*Exercise description*.
Take the lines from the beginning of the data below through the line holding "a resource (PUT)" and return exactly those.

▬▬▬

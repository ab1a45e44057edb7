use clap::{Parser, Subcommand};
use color_eyre::{eyre::eyre, Result};
use restbarrel::config::Config;
use restbarrel::{CacheStore, RawResponse, RestClientBuilder, StaticConnectivity};
use serde_json::Value;
use std::path::PathBuf;
use std::sync::Arc;
use tracing::info;
use tracing_subscriber::prelude::*;
use tracing_subscriber::{fmt, EnvFilter};

#[derive(Parser, Debug)]
#[command(name = "restbarrel")]
#[command(about = "Fetch JSON from a REST API through a local offline cache")]
#[command(version)]
struct Args {
  /// Path to config file (default: $XDG_CONFIG_HOME/restbarrel/config.yaml)
  #[arg(short, long, global = true)]
  config: Option<PathBuf>,

  /// Base URL, overriding the configured one
  #[arg(long, global = true)]
  base_url: Option<String>,

  /// Treat the network as unreachable and serve cached data only
  #[arg(long, global = true)]
  offline: bool,

  /// Disable the local cache for this run
  #[arg(long, global = true)]
  no_cache: bool,

  #[command(subcommand)]
  command: Command,
}

#[derive(Subcommand, Debug)]
enum Command {
  /// Fetch a resource, using the cache when possible
  Get {
    resource: String,
    /// Cache duration in hours; 0 or less always asks the network
    #[arg(long, allow_negative_numbers = true)]
    hours: Option<i64>,
  },
  /// Create a resource (POST)
  Post {
    resource: String,
    /// JSON payload, or @path to read it from a file
    #[arg(short, long)]
    data: String,
  },
  /// Replace a resource (PUT)
  Put {
    resource: String,
    /// JSON payload, or @path to read it from a file
    #[arg(short, long)]
    data: String,
  },
  /// Delete a resource
  Delete { resource: String },
  /// Remove expired cache entries
  Purge {
    /// Remove every entry, not just expired ones
    #[arg(long)]
    all: bool,
  },
}

#[tokio::main]
async fn main() -> Result<()> {
  color_eyre::install()?;
  let _guard = init_tracing();

  let args = Args::parse();
  let config = load_config(&args)?;

  let mut builder = RestClientBuilder::from_config(&config)?;
  if args.offline {
    builder = builder.connectivity(Arc::new(StaticConnectivity::offline()));
  }
  let client = builder.build()?;

  match args.command {
    Command::Get { resource, hours } => {
      let hours = hours.unwrap_or(config.cache.default_hours);
      let fetched = client.fetch_with_source::<Value>(&resource, hours).await?;
      info!(source = ?fetched.source, cached_at = ?fetched.cached_at, "fetched {}", resource);
      print_json(&fetched.data)?;
    }
    Command::Post { resource, data } => {
      let response = client.create(&resource, &read_payload(&data)?).await?;
      print_response(&response)?;
    }
    Command::Put { resource, data } => {
      let response = client.replace(&resource, &read_payload(&data)?).await?;
      print_response(&response)?;
    }
    Command::Delete { resource } => {
      let response = client.remove(&resource).await?;
      print_response(&response)?;
    }
    Command::Purge { all } => {
      let cache = client
        .cache()
        .ok_or_else(|| eyre!("The cache is disabled, nothing to purge"))?;
      let removed = if all {
        cache.empty_all()?
      } else {
        cache.empty_expired()?
      };
      info!("removed {} cache entries", removed);
    }
  }

  Ok(())
}

/// Logs go to stderr so stdout carries only response bodies.
fn init_tracing() -> tracing_appender::non_blocking::WorkerGuard {
  let (writer, guard) = tracing_appender::non_blocking(std::io::stderr());
  let env_filter =
    EnvFilter::try_from_default_env().unwrap_or_else(|_| EnvFilter::new("restbarrel=info"));

  tracing_subscriber::registry()
    .with(env_filter)
    .with(
      fmt::layer()
        .compact()
        .with_target(false)
        .with_writer(writer),
    )
    .init();

  guard
}

fn load_config(args: &Args) -> Result<Config> {
  let mut config = match (&args.config, &args.base_url) {
    (None, Some(url)) => Config::discover()?.unwrap_or_else(|| Config::from_base_url(url.clone())),
    (path, _) => Config::load(path.as_deref())?,
  };

  if let Some(url) = &args.base_url {
    config.api.base_url = url.clone();
  }
  if args.no_cache {
    config.cache.enabled = false;
  }

  Ok(config)
}

fn read_payload(data: &str) -> Result<Value> {
  let text = match data.strip_prefix('@') {
    Some(path) => std::fs::read_to_string(path)
      .map_err(|e| eyre!("Failed to read payload file {}: {}", path, e))?,
    None => data.to_string(),
  };

  serde_json::from_str(&text).map_err(|e| eyre!("Payload is not valid JSON: {}", e))
}

fn print_response(response: &RawResponse) -> Result<()> {
  info!(status = %response.status(), "request succeeded");

  if response.body().is_empty() {
    return Ok(());
  }

  match response.json::<Value>() {
    Ok(value) => print_json(&value),
    Err(_) => {
      println!("{}", response.text());
      Ok(())
    }
  }
}

fn print_json(value: &Value) -> Result<()> {
  let pretty = serde_json::to_string_pretty(value)?;
  println!("{}", pretty);
  Ok(())
}
//! Cache storage trait and SQLite implementation.

use bytes::Bytes;
use chrono::{DateTime, Duration, SecondsFormat, Utc};
use color_eyre::{eyre::eyre, Result};
use rusqlite::{params, Connection, OptionalExtension};
use std::path::{Path, PathBuf};
use std::sync::{Mutex, MutexGuard};
use tracing::{debug, warn};

use super::key::ResourceKey;

/// A single cached response body.
#[derive(Debug, Clone, PartialEq, Eq)]
pub struct CachedEntry {
  /// Raw response body as received from the server
  pub data: Bytes,
  /// When the entry was written
  pub cached_at: DateTime<Utc>,
  /// When the entry stops being fresh
  pub expires_at: DateTime<Utc>,
}

impl CachedEntry {
  pub fn new(data: impl Into<Bytes>, ttl: Duration) -> Self {
    let cached_at = Utc::now();
    Self {
      data: data.into(),
      cached_at,
      expires_at: cached_at + ttl,
    }
  }

  pub fn is_expired_at(&self, now: DateTime<Utc>) -> bool {
    now > self.expires_at
  }
}

/// Trait for cache storage backends.
///
/// Lookups and writes are best effort: a backend that fails to read reports
/// a miss, and a backend that fails to write logs the failure and carries
/// on. Callers never see a cache error from these three methods.
pub trait CacheStore: Send + Sync {
  /// Get the entry for a key, fresh or not.
  fn get(&self, key: &ResourceKey) -> Option<CachedEntry>;

  /// Whether the entry has passed its expiry. Missing entries are expired.
  fn is_expired(&self, key: &ResourceKey) -> bool;

  /// Store a body under a key, replacing any previous entry.
  fn put(&self, key: &ResourceKey, data: &[u8], ttl: Duration);

  /// Remove every expired entry. Returns the number removed.
  fn empty_expired(&self) -> Result<usize>;

  /// Remove every entry. Returns the number removed.
  fn empty_all(&self) -> Result<usize>;
}

/// SQLite-based cache storage implementation.
pub struct SqliteStore {
  conn: Mutex<Connection>,
}

impl SqliteStore {
  /// Open the cache database at the default location.
  pub fn open() -> Result<Self> {
    let path = Self::default_path()?;
    Self::open_at(&path)
  }

  /// Open (or create) the cache database at an explicit path.
  pub fn open_at(path: &Path) -> Result<Self> {
    // Ensure parent directory exists
    if let Some(parent) = path.parent() {
      std::fs::create_dir_all(parent)
        .map_err(|e| eyre!("Failed to create cache directory: {}", e))?;
    }

    let conn = Connection::open(path)
      .map_err(|e| eyre!("Failed to open cache database at {}: {}", path.display(), e))?;

    Self::with_connection(conn)
  }

  /// A store that lives only as long as this value.
  pub fn in_memory() -> Result<Self> {
    let conn = Connection::open_in_memory()
      .map_err(|e| eyre!("Failed to open in-memory cache database: {}", e))?;
    Self::with_connection(conn)
  }

  fn with_connection(conn: Connection) -> Result<Self> {
    let storage = Self {
      conn: Mutex::new(conn),
    };
    storage.run_migrations()?;
    Ok(storage)
  }

  /// Get the default database path.
  pub fn default_path() -> Result<PathBuf> {
    let data_dir = dirs::data_dir()
      .or_else(|| dirs::home_dir().map(|p| p.join(".local/share")))
      .ok_or_else(|| eyre!("Could not determine data directory"))?;

    Ok(data_dir.join("restbarrel").join("cache.db"))
  }

  fn lock(&self) -> Result<MutexGuard<'_, Connection>> {
    self.conn.lock().map_err(|e| eyre!("Lock poisoned: {}", e))
  }

  /// Run database migrations for cache tables.
  fn run_migrations(&self) -> Result<()> {
    self
      .lock()?
      .execute_batch(CACHE_SCHEMA)
      .map_err(|e| eyre!("Failed to run cache migrations: {}", e))?;

    Ok(())
  }

  fn try_get(&self, key: &ResourceKey) -> Result<Option<CachedEntry>> {
    let conn = self.lock()?;

    let row: Option<(Vec<u8>, String, String)> = conn
      .query_row(
        "SELECT data, cached_at, expires_at FROM resource_cache WHERE cache_key = ?",
        params![key.as_str()],
        |row| Ok((row.get(0)?, row.get(1)?, row.get(2)?)),
      )
      .optional()
      .map_err(|e| eyre!("Failed to read cache entry: {}", e))?;

    match row {
      Some((data, cached_at, expires_at)) => Ok(Some(CachedEntry {
        data: Bytes::from(data),
        cached_at: parse_datetime(&cached_at)?,
        expires_at: parse_datetime(&expires_at)?,
      })),
      None => Ok(None),
    }
  }

  fn try_expires_at(&self, key: &ResourceKey) -> Result<Option<DateTime<Utc>>> {
    let conn = self.lock()?;

    let expires_at: Option<String> = conn
      .query_row(
        "SELECT expires_at FROM resource_cache WHERE cache_key = ?",
        params![key.as_str()],
        |row| row.get(0),
      )
      .optional()
      .map_err(|e| eyre!("Failed to read cache expiry: {}", e))?;

    expires_at.as_deref().map(parse_datetime).transpose()
  }

  fn try_put(&self, key: &ResourceKey, data: &[u8], ttl: Duration) -> Result<()> {
    let conn = self.lock()?;
    let cached_at = Utc::now();
    let expires_at = cached_at + ttl;

    conn
      .execute(
        "INSERT OR REPLACE INTO resource_cache (cache_key, resource, data, cached_at, expires_at)
         VALUES (?, ?, ?, ?, ?)",
        params![
          key.as_str(),
          key.canonical(),
          data,
          format_datetime(cached_at),
          format_datetime(expires_at)
        ],
      )
      .map_err(|e| eyre!("Failed to store cache entry: {}", e))?;

    Ok(())
  }

  #[cfg(test)]
  pub(crate) fn drop_schema(&self) {
    self
      .lock()
      .unwrap()
      .execute_batch("DROP TABLE resource_cache")
      .unwrap();
  }
}

/// Schema for cache tables.
const CACHE_SCHEMA: &str = r#"
-- Response bodies keyed by canonical URL hash
CREATE TABLE IF NOT EXISTS resource_cache (
    cache_key TEXT PRIMARY KEY,
    resource TEXT NOT NULL,
    data BLOB NOT NULL,
    cached_at TEXT NOT NULL,
    expires_at TEXT NOT NULL
);

CREATE INDEX IF NOT EXISTS idx_resource_cache_expires
    ON resource_cache(expires_at);
"#;

impl CacheStore for SqliteStore {
  fn get(&self, key: &ResourceKey) -> Option<CachedEntry> {
    match self.try_get(key) {
      Ok(entry) => entry,
      Err(e) => {
        warn!(resource = %key, error = %e, "cache read failed, treating as miss");
        None
      }
    }
  }

  fn is_expired(&self, key: &ResourceKey) -> bool {
    match self.try_expires_at(key) {
      Ok(Some(expires_at)) => Utc::now() > expires_at,
      Ok(None) => true,
      Err(e) => {
        warn!(resource = %key, error = %e, "cache expiry check failed");
        true
      }
    }
  }

  fn put(&self, key: &ResourceKey, data: &[u8], ttl: Duration) {
    match self.try_put(key, data, ttl) {
      Ok(()) => debug!(resource = %key, bytes = data.len(), "cached response"),
      Err(e) => warn!(resource = %key, error = %e, "cache write failed, ignoring"),
    }
  }

  fn empty_expired(&self) -> Result<usize> {
    let conn = self.lock()?;
    conn
      .execute(
        "DELETE FROM resource_cache WHERE expires_at < ?",
        params![format_datetime(Utc::now())],
      )
      .map_err(|e| eyre!("Failed to purge expired entries: {}", e))
  }

  fn empty_all(&self) -> Result<usize> {
    let conn = self.lock()?;
    conn
      .execute("DELETE FROM resource_cache", [])
      .map_err(|e| eyre!("Failed to purge cache: {}", e))
  }
}

/// Fixed-width UTC timestamps so text comparison in SQL matches time order.
fn format_datetime(dt: DateTime<Utc>) -> String {
  dt.to_rfc3339_opts(SecondsFormat::Millis, true)
}

fn parse_datetime(s: &str) -> Result<DateTime<Utc>> {
  DateTime::parse_from_rfc3339(s)
    .map(|dt| dt.with_timezone(&Utc))
    .map_err(|e| eyre!("Failed to parse datetime '{}': {}", s, e))
}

▬▬▬

*Solution to this problem*.
repository ab1a45e44057edb7
use clap::{Parser, Subcommand};
use color_eyre::{eyre::eyre, Result};
use restbarrel::config::Config;
use restbarrel::{CacheStore, RawResponse, RestClientBuilder, StaticConnectivity};
use serde_json::Value;
use std::path::PathBuf;
use std::sync::Arc;
use tracing::info;
use tracing_subscriber::prelude::*;
use tracing_subscriber::{fmt, EnvFilter};

#[derive(Parser, Debug)]
#[command(name = "restbarrel")]
#[command(about = "Fetch JSON from a REST API through a local offline cache")]
#[command(version)]
struct Args {
  /// Path to config file (default: $XDG_CONFIG_HOME/restbarrel/config.yaml)
  #[arg(short, long, global = true)]
  config: Option<PathBuf>,

  /// Base URL, overriding the configured one
  #[arg(long, global = true)]
  base_url: Option<String>,

  /// Treat the network as unreachable and serve cached data only
  #[arg(long, global = true)]
  offline: bool,

  /// Disable the local cache for this run
  #[arg(long, global = true)]
  no_cache: bool,

  #[command(subcommand)]
  command: Command,
}

#[derive(Subcommand, Debug)]
enum Command {
  /// Fetch a resource, using the cache when possible
  Get {
    resource: String,
    /// Cache duration in hours; 0 or less always asks the network
    #[arg(long, allow_negative_numbers = true)]
    hours: Option<i64>,
  },
  /// Create a resource (POST)
  Post {
    resource: String,
    /// JSON payload, or @path to read it from a file
    #[arg(short, long)]
    data: String,
  },
  /// Replace a resource (PUT)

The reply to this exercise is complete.